Warm weather forces city in Quebec to cancel ice-fishing villages for first time

There will be no colourful ice fishing huts dotting the bay near Saguenay, Que., this year, due to warm winter weather that forced the city to cancel the popular tradition for the first time. An overall view of some the more than 350 ice fishing cabins on the Ste-Anne river in Ste-Anne-de-la-Pérade, Quebec on Sunday, January 15, 2023.

There will be no colourful ice-fishing huts dotting the frozen water near Saguenay, Que., this year after mild winter weather forced authorities to cancel the popular tradition for the first time.

The municipality about 200 kilometres north of Quebec City announced last week that the ice wasn’t thick enough to open the fishing villages at Anse-à-Benjamin and Grande-Baie, which normally feature hundreds of huts and cabins that are popular with tourists and locals alike.

The news was a huge shock and disappointment to people in the area, according to Rémi Aubin, who is president of a local fishing group.

“Ice fishing for the people of the Saguenay-Lac-St-Jean region is an activity that is not only recreational and economic, but also part of the culture of the people here,” he said.

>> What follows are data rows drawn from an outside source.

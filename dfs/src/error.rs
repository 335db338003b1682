use thiserror::Error;

pub type Result<T> = std::result::Result<T, DfsError>;

#[derive(Error, Debug)]
pub enum DfsError {
    #[error("buffer holds {actual} bytes but {required} are required")]
    BufferTooSmall { required: u64, actual: u64 },
    #[error("invalid partition geometry: {0}")]
    InvalidGeometry(String),
    #[error("invalid signature, no DFS volume at offset 0 or after the boot sector")]
    InvalidSignature,
    #[error("unsupported DFS version v{major}.{minor}")]
    UnsupportedVersion { major: u8, minor: u8 },
    #[error("corrupt chain at offset {offset}: {reason}")]
    CorruptChain { offset: u64, reason: &'static str },
    #[error("allocation bitmap has no free granule left")]
    AllocatorExhausted,
    #[error("invalid name: {0}")]
    InvalidName(String),
    #[error("an entry named {0:?} already exists")]
    AlreadyExists(String),
    #[error("found no entry named {0:?}")]
    DoesNotExist(String),
    #[error("checksum mismatch in fragment at offset {offset}")]
    ChecksumMismatch { offset: u64 },
    #[error("image I/O failed: {0}")]
    IoFailure(#[from] std::io::Error),
}

impl DfsError {
    pub(crate) fn corrupt(offset: u64, reason: &'static str) -> Self {
        DfsError::CorruptChain { offset, reason }
    }
}
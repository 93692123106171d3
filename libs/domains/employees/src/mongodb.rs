//! MongoDB implementation of EmployeeRepository

use async_trait::async_trait;
use futures_util::TryStreamExt;
use mongodb::{Collection, Database, bson::doc};
use serde::Deserialize;
use tracing::instrument;

use crate::error::{EmployeeError, EmployeeResult, is_duplicate_key};
use crate::indexes::employee_indexes;
use crate::models::{DepartmentSalary, Employee, UpdateEmployee, UpdateOutcome};
use crate::query::{
    PageRequest, list_filter, name_projection, name_sort, salary_by_department_pipeline,
    skill_filter, sort_by_joining_date,
};
use crate::repository::EmployeeRepository;

pub const DEFAULT_COLLECTION: &str = "employees";

#[derive(Deserialize)]
struct EmployeeName {
    name: String,
}

/// Repository over one collection.
///
/// Cloning is cheap; clones share the client's connection pool.
#[derive(Clone)]
pub struct MongoEmployeeRepository {
    collection: Collection<Employee>,
}

impl MongoEmployeeRepository {
    pub fn new(db: &Database) -> Self {
        Self::with_collection(db, DEFAULT_COLLECTION)
    }

    pub fn with_collection(db: &Database, collection_name: &str) -> Self {
        let collection = db.collection::<Employee>(collection_name);
        Self { collection }
    }

    pub fn collection(&self) -> &Collection<Employee> {
        &self.collection
    }

    /// Build the index plan. Failure must stop startup.
    pub async fn init_indexes(&self) -> EmployeeResult<()> {
        self.collection
            .create_indexes(employee_indexes())
            .await
            .map_err(|e| EmployeeError::Internal(format!("failed to build employee indexes: {e}")))?;
        tracing::info!(collection = %self.collection.name(), "Employee indexes created successfully");
        Ok(())
    }
}

#[async_trait]
impl EmployeeRepository for MongoEmployeeRepository {
    #[instrument(skip(self, employee), fields(employee_id = %employee.employee_id))]
    async fn create(&self, employee: Employee) -> EmployeeResult<String> {
        match self.collection.insert_one(&employee).await {
            Ok(_) => Ok(employee.employee_id),
            Err(e) if is_duplicate_key(&e) => Err(EmployeeError::Conflict(employee.employee_id)),
            Err(e) => Err(e.into()),
        }
    }

    #[instrument(skip(self))]
    async fn get_by_id(&self, employee_id: &str) -> EmployeeResult<Employee> {
        self.collection
            .find_one(doc! { "employee_id": employee_id })
            .await?
            .ok_or_else(|| EmployeeError::NotFound(employee_id.to_string()))
    }

    #[instrument(skip(self, patch))]
    async fn update(
        &self,
        employee_id: &str,
        patch: UpdateEmployee,
    ) -> EmployeeResult<UpdateOutcome> {
        if patch.is_empty() {
            let exists = self
                .collection
                .count_documents(doc! { "employee_id": employee_id })
                .limit(1)
                .await?;
            if exists == 0 {
                return Err(EmployeeError::NotFound(employee_id.to_string()));
            }
            return Err(EmployeeError::InvalidArgument(
                "No fields provided for update".to_string(),
            ));
        }

        let result = self
            .collection
            .update_one(
                doc! { "employee_id": employee_id },
                doc! { "$set": patch.to_set_document() },
            )
            .await?;

        if result.matched_count == 0 {
            return Err(EmployeeError::NotFound(employee_id.to_string()));
        }

        Ok(if result.modified_count > 0 {
            UpdateOutcome::Modified
        } else {
            UpdateOutcome::Unchanged
        })
    }

    #[instrument(skip(self))]
    async fn delete(&self, employee_id: &str) -> EmployeeResult<()> {
        let result = self
            .collection
            .delete_one(doc! { "employee_id": employee_id })
            .await?;

        if result.deleted_count == 0 {
            return Err(EmployeeError::NotFound(employee_id.to_string()));
        }
        Ok(())
    }

    #[instrument(skip(self))]
    async fn list(
        &self,
        department: Option<String>,
        page: PageRequest,
    ) -> EmployeeResult<Vec<Employee>> {
        let limit = i64::try_from(page.limit)
            .map_err(|_| EmployeeError::InvalidArgument(format!("limit {} is too large", page.limit)))?;

        let cursor = self
            .collection
            .find(list_filter(department.as_deref()))
            .skip(page.skip())
            .limit(limit)
            .await?;
        let mut employees: Vec<Employee> = cursor.try_collect().await?;

        sort_by_joining_date(&mut employees);
        Ok(employees)
    }

    #[instrument(skip(self))]
    async fn names_with_skill(&self, skill: &str) -> EmployeeResult<Vec<String>> {
        let cursor = self
            .collection
            .clone_with_type::<EmployeeName>()
            .find(skill_filter(skill))
            .projection(name_projection())
            .sort(name_sort())
            .await?;
        let names: Vec<EmployeeName> = cursor.try_collect().await?;

        Ok(names.into_iter().map(|n| n.name).collect())
    }

    #[instrument(skip(self))]
    async fn average_salary_by_department(&self) -> EmployeeResult<Vec<DepartmentSalary>> {
        let cursor = self
            .collection
            .aggregate(salary_by_department_pipeline())
            .with_type::<DepartmentSalary>()
            .await?;
        let salaries = cursor.try_collect().await?;
        Ok(salaries)
    }
}
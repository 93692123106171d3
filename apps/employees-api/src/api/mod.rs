//! API routes module
//!
//! Wires the domain crates to HTTP routes.

pub mod auth;
pub mod employees;
pub mod health;

use axum::Router;

use crate::state::AppState;

/// Create all API routes
/// Note: These are nested under /api by axum_helpers::create_router
pub fn routes(state: &AppState) -> Router {
    Router::new()
        .nest("/employees", employees::router(state))
        .nest("/auth", auth::router(state))
}
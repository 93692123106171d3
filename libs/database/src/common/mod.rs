//! Utilities shared by every database backend

pub mod error;
pub mod retry;

pub use error::{DatabaseError, DatabaseResult};
pub use retry::{RetryConfig, retry, retry_with_backoff};
use axum::{
    Extension, Json, Router,
    extract::State,
    http::{HeaderMap, StatusCode},
    middleware::{from_fn, from_fn_with_state},
    response::IntoResponse,
    routing::{get, post},
};
use axum_helpers::{
    AuditEvent, AuditOutcome, JwtAuth, JwtClaims, ValidatedJson,
    errors::responses::{
        BadRequestResponse, BadRequestValidationResponse, ConflictResponse, ForbiddenResponse,
        InternalServerErrorResponse, NotFoundResponse, UnauthorizedResponse,
    },
    jwt_auth_middleware, require_admin,
};
use std::sync::Arc;
use utoipa::OpenApi;

use crate::error::{UserError, UserResult};
use crate::models::{CreateUser, LoginRequest, Role, TokenResponse, UserResponse};
use crate::repository::UserRepository;
use crate::service::UserService;

#[derive(OpenApi)]
#[openapi(
    paths(login, register, me),
    components(
        schemas(CreateUser, LoginRequest, TokenResponse, UserResponse, Role),
        responses(
            BadRequestResponse,
            BadRequestValidationResponse,
            ConflictResponse,
            UnauthorizedResponse,
            ForbiddenResponse,
            NotFoundResponse,
            InternalServerErrorResponse
        )
    ),
    tags(
        (name = "Auth", description = "Login, registration and the current user")
    )
)]
pub struct ApiDoc;

/// Auth routes, mounted by the app under `/auth`
pub fn router<R: UserRepository + 'static>(service: UserService<R>, auth: JwtAuth) -> Router {
    let shared_service = Arc::new(service);

    let public = Router::new().route("/login", post(login::<R>));

    let authenticated = Router::new()
        .route("/me", get(me::<R>))
        .route_layer(from_fn_with_state(auth.clone(), jwt_auth_middleware));

    let admin = Router::new()
        .route("/register", post(register::<R>))
        .route_layer(from_fn(require_admin))
        .route_layer(from_fn_with_state(auth, jwt_auth_middleware));

    public
        .merge(authenticated)
        .merge(admin)
        .with_state(shared_service)
}

/// Exchange username and password for a bearer token
#[utoipa::path(
    post,
    path = "/login",
    tag = "Auth",
    request_body = LoginRequest,
    responses(
        (status = 200, description = "Token issued", body = TokenResponse),
        (status = 400, response = BadRequestResponse),
        (status = 401, response = UnauthorizedResponse),
        (status = 500, response = InternalServerErrorResponse)
    )
)]
async fn login<R: UserRepository>(
    State(service): State<Arc<UserService<R>>>,
    headers: HeaderMap,
    ValidatedJson(input): ValidatedJson<LoginRequest>,
) -> UserResult<Json<TokenResponse>> {
    let result = service.login(&input.username, &input.password).await;

    let outcome = match &result {
        Ok(_) => AuditOutcome::Success,
        Err(UserError::InvalidCredentials | UserError::Inactive) => AuditOutcome::Denied,
        Err(_) => AuditOutcome::Failure,
    };
    AuditEvent::new("auth.login", outcome)
        .actor(&input.username)
        .with_request_headers(&headers)
        .log();

    Ok(Json(result?))
}

/// Register a new user (admin only)
#[utoipa::path(
    post,
    path = "/register",
    tag = "Auth",
    request_body = CreateUser,
    security(("bearer_auth" = [])),
    responses(
        (status = 201, description = "User created", body = UserResponse),
        (status = 400, response = BadRequestValidationResponse),
        (status = 401, response = UnauthorizedResponse),
        (status = 403, response = ForbiddenResponse),
        (status = 409, response = ConflictResponse),
        (status = 500, response = InternalServerErrorResponse)
    )
)]
async fn register<R: UserRepository>(
    State(service): State<Arc<UserService<R>>>,
    Extension(claims): Extension<JwtClaims>,
    headers: HeaderMap,
    ValidatedJson(input): ValidatedJson<CreateUser>,
) -> UserResult<impl IntoResponse> {
    let username = input.username.clone();
    let result = service.register(input).await;

    let outcome = if result.is_ok() {
        AuditOutcome::Success
    } else {
        AuditOutcome::Failure
    };
    AuditEvent::new("user.register", outcome)
        .actor(&claims.sub)
        .resource(format!("user:{username}"))
        .with_request_headers(&headers)
        .log();

    Ok((StatusCode::CREATED, Json(result?)))
}

/// Profile of the authenticated user
#[utoipa::path(
    get,
    path = "/me",
    tag = "Auth",
    security(("bearer_auth" = [])),
    responses(
        (status = 200, description = "Current user", body = UserResponse),
        (status = 400, response = BadRequestResponse),
        (status = 401, response = UnauthorizedResponse),
        (status = 404, response = NotFoundResponse),
        (status = 500, response = InternalServerErrorResponse)
    )
)]
async fn me<R: UserRepository>(
    State(service): State<Arc<UserService<R>>>,
    Extension(claims): Extension<JwtClaims>,
) -> UserResult<Json<UserResponse>> {
    Ok(Json(service.current_user(&claims.sub).await?))
}

#[cfg(test)]
mod tests {
    use super::*;
    use crate::models::User;
    use crate::repository::MockUserRepository;
    use argon2::{
        Argon2,
        password_hash::{PasswordHasher, SaltString, rand_core::OsRng},
    };
    use axum::{
        body::{Body, to_bytes},
        http::{Request, header},
    };
    use axum_helpers::{ErrorResponse, JwtConfig};
    use serde::de::DeserializeOwned;
    use tower::ServiceExt;

    const SECRET: &str = "users-handler-test-secret-at-least-32";

    fn auth() -> JwtAuth {
        JwtAuth::new(&JwtConfig::new(SECRET).unwrap())
    }

    fn app(mock: MockUserRepository) -> Router {
        router(UserService::new(mock, auth()), auth())
    }

    fn user(username: &str, password: &str, role: Role) -> User {
        let salt = SaltString::generate(&mut OsRng);
        let hash = Argon2::default()
            .hash_password(password.as_bytes(), &salt)
            .unwrap()
            .to_string();
        User::new(username.into(), format!("{username}@example.com"), hash, role)
    }

    fn request(method: &str, uri: &str, role: Option<&str>, body: Option<&str>) -> Request<Body> {
        let mut builder = Request::builder().method(method).uri(uri);
        if let Some(role) = role {
            let token = auth().create_access_token("tester", role).unwrap();
            builder = builder.header(header::AUTHORIZATION, format!("Bearer {token}"));
        }
        match body {
            Some(body) => builder
                .header(header::CONTENT_TYPE, "application/json")
                .body(Body::from(body.to_string()))
                .unwrap(),
            None => builder.body(Body::empty()).unwrap(),
        }
    }

    async fn json<T: DeserializeOwned>(response: axum::response::Response) -> T {
        let bytes = to_bytes(response.into_body(), usize::MAX).await.unwrap();
        serde_json::from_slice(&bytes).unwrap()
    }

    #[tokio::test]
    async fn test_login_returns_token() {
        let mut mock = MockUserRepository::new();
        mock.expect_get_by_username()
            .returning(|name| Ok(Some(user(name, "password1", Role::User))));

        let body = r#"{"username": "ada", "password": "password1"}"#;
        let response = app(mock)
            .oneshot(request("POST", "/login", None, Some(body)))
            .await
            .unwrap();

        assert_eq!(response.status(), StatusCode::OK);
        let token: TokenResponse = json(response).await;
        assert_eq!(token.token_type, "bearer");
        assert_eq!(auth().verify_token(&token.access_token).unwrap().role, "user");
    }

    #[tokio::test]
    async fn test_login_wrong_password_is_401() {
        let mut mock = MockUserRepository::new();
        mock.expect_get_by_username()
            .returning(|name| Ok(Some(user(name, "password1", Role::User))));

        let body = r#"{"username": "ada", "password": "nope"}"#;
        let response = app(mock)
            .oneshot(request("POST", "/login", None, Some(body)))
            .await
            .unwrap();

        assert_eq!(response.status(), StatusCode::UNAUTHORIZED);
        let error: ErrorResponse = json(response).await;
        assert_eq!(error.message, "Incorrect username or password");
    }

    #[tokio::test]
    async fn test_register_requires_admin() {
        let body = r#"{"username": "newbie", "email": "n@example.com", "password": "password1"}"#;

        let response = app(MockUserRepository::new())
            .oneshot(request("POST", "/register", None, Some(body)))
            .await
            .unwrap();
        assert_eq!(response.status(), StatusCode::UNAUTHORIZED);

        let response = app(MockUserRepository::new())
            .oneshot(request("POST", "/register", Some("user"), Some(body)))
            .await
            .unwrap();
        assert_eq!(response.status(), StatusCode::FORBIDDEN);
    }

    #[tokio::test]
    async fn test_register_as_admin() {
        let mut mock = MockUserRepository::new();
        mock.expect_get_by_username().returning(|_| Ok(None));
        mock.expect_email_exists().returning(|_| Ok(false));
        mock.expect_create().times(1).returning(Ok);

        let body = r#"{"username": "newbie", "email": "n@example.com", "password": "password1", "role": "admin"}"#;
        let response = app(mock)
            .oneshot(request("POST", "/register", Some("admin"), Some(body)))
            .await
            .unwrap();

        assert_eq!(response.status(), StatusCode::CREATED);
        let created: UserResponse = json(response).await;
        assert_eq!(created.role, Role::Admin);
    }

    #[tokio::test]
    async fn test_register_duplicate_is_409() {
        let mut mock = MockUserRepository::new();
        mock.expect_get_by_username()
            .returning(|name| Ok(Some(user(name, "password1", Role::User))));

        let body = r#"{"username": "taken", "email": "t@example.com", "password": "password1"}"#;
        let response = app(mock)
            .oneshot(request("POST", "/register", Some("admin"), Some(body)))
            .await
            .unwrap();
        assert_eq!(response.status(), StatusCode::CONFLICT);
    }

    #[tokio::test]
    async fn test_register_validates_body() {
        let body = r#"{"username": "x", "email": "bad", "password": "short"}"#;
        let response = app(MockUserRepository::new())
            .oneshot(request("POST", "/register", Some("admin"), Some(body)))
            .await
            .unwrap();

        assert_eq!(response.status(), StatusCode::BAD_REQUEST);
        let error: ErrorResponse = json(response).await;
        assert!(error.details.is_some());
    }

    #[tokio::test]
    async fn test_me_returns_token_subject() {
        let mut mock = MockUserRepository::new();
        mock.expect_get_by_username()
            .withf(|name| name == "tester")
            .returning(|name| Ok(Some(user(name, "password1", Role::User))));

        let response = app(mock)
            .oneshot(request("GET", "/me", Some("user"), None))
            .await
            .unwrap();

        assert_eq!(response.status(), StatusCode::OK);
        let profile: UserResponse = json(response).await;
        assert_eq!(profile.username, "tester");
    }

    #[tokio::test]
    async fn test_me_without_token_is_401() {
        let response = app(MockUserRepository::new())
            .oneshot(request("GET", "/me", None, None))
            .await
            .unwrap();
        assert_eq!(response.status(), StatusCode::UNAUTHORIZED);
    }
}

Aubin, who has been fishing through the ice since he was seven years old, said the Saguenay fiord’s spectacular landscape, the quaint fishing villages that can reach over 1,000 huts and the presence of saltwater fish such as redfish and halibut combine to create a unique experience that attracts people from around the world and brings millions of dollars to the region.

But beyond the economic spinoffs for hotels, restaurants and tourism companies, fishing is a beloved activity passed down from generation to generation and a big part of people’s lives, he said.

“It’s a bit like their winter medicine that makes them feel good,” Aubin said. “For some people, it’s about travelling south in the winter. For them, it’s their fishing hut. So we’ve taken away their happiness, and it even has an impact on people’s mental balance.”

The debate around whether to cancel the season was so heated that Contact Nature, the organization that manages the villages, posted a message on its Facebook page in early February pleading for respect amid what it called “defamatory allegations and personal attacks.” On Monday, calls to the organization went to voice mail, with a message saying it was receiving too many calls to answer them promptly.

Dominic Arseneau, a spokesman for the city of Saguenay, said the decision to cancel wasn’t made lightly. He said the ice at one site was about 27 centimetres thick — short of the 30 cm minimum for large vehicles and huts — while at the other site it was only about 20 cm.

“It’s sad. Nobody was happy to make that decision and it was made with a heavy heart, but at the same time we can’t play with people’s safety,” he said.

He noted that a survey carried out by the organization that manages the ice villages found that the majority of respondents — 58 per cent — preferred not to open for a season lasting four weeks or less.  People who paid to reserve a spot on the ice will be refunded, he added.

Francis Girard, vice-president of the sport fishing association Association des Pêcheurs Sportifs du Québec, said the news is a “reflection of the climate changes we’ve seen in recent years.”

He said ice fishing seasons in the province are starting later and ending earlier, especially in the southern parts of the province. What happened in Saguenay, he said, is “a sign that what we’ve seen in the south of the province is slowly extending northward and towards the east.”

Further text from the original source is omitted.